:: EXERCISE MATERIAL ::
//! Hooks into mapper loading and persistence.

use std::fmt;

use crate::instance::Instance;
use crate::loading::Row;
use crate::mapper::Mapper;

/// Callbacks run by a [`Mapper`]. Every method has a no-op default.
///
/// ```rust
/// use clausemap_orm::{Instance, Mapper, MapperExtension};
///
/// #[derive(Debug)]
/// struct Stamp;
///
/// impl MapperExtension for Stamp {
///     fn before_insert(&self, _mapper: &Mapper, instance: &Instance) {
///         instance.set("created_by", "system");
///     }
/// }
/// ```
pub trait MapperExtension: Send + Sync + fmt::Debug {
    /// Name used in mapper cache keys.
    fn name(&self) -> &str {
        std::any::type_name::<Self>()
    }

    /// Builds the object for a new row; `None` falls back to a bare instance.
    fn create_instance(&self, mapper: &Mapper, row: &Row<'_>) -> Option<Instance> {
        let _ = (mapper, row);
        None
    }

    /// Called for each distinct object of a result. Returning `false`
    /// keeps it out of the returned list.
    fn append_result(&self, mapper: &Mapper, instance: &Instance, result: &mut Vec<Instance>) -> bool {
        let _ = (mapper, instance, result);
        true
    }

    /// Called before an object's INSERT.
    fn before_insert(&self, mapper: &Mapper, instance: &Instance) {
        let _ = (mapper, instance);
    }

    /// Called after an object's INSERT, once its key is known.
    fn after_insert(&self, mapper: &Mapper, instance: &Instance) {
        let _ = (mapper, instance);
    }

    /// Called before an object's DELETE.
    fn before_delete(&self, mapper: &Mapper, instance: &Instance) {
        let _ = (mapper, instance);
    }
}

:: INSTRUCTIONS FOR THE TASK ::
When a line of the records includes "MapperExtension", that line belongs in the answer.

:: TASK OUTPUT ::
/// use clausemap_orm::{Instance, Mapper, MapperExtension};
/// impl MapperExtension for Stamp {
pub trait MapperExtension: Send + Sync + fmt::Debug {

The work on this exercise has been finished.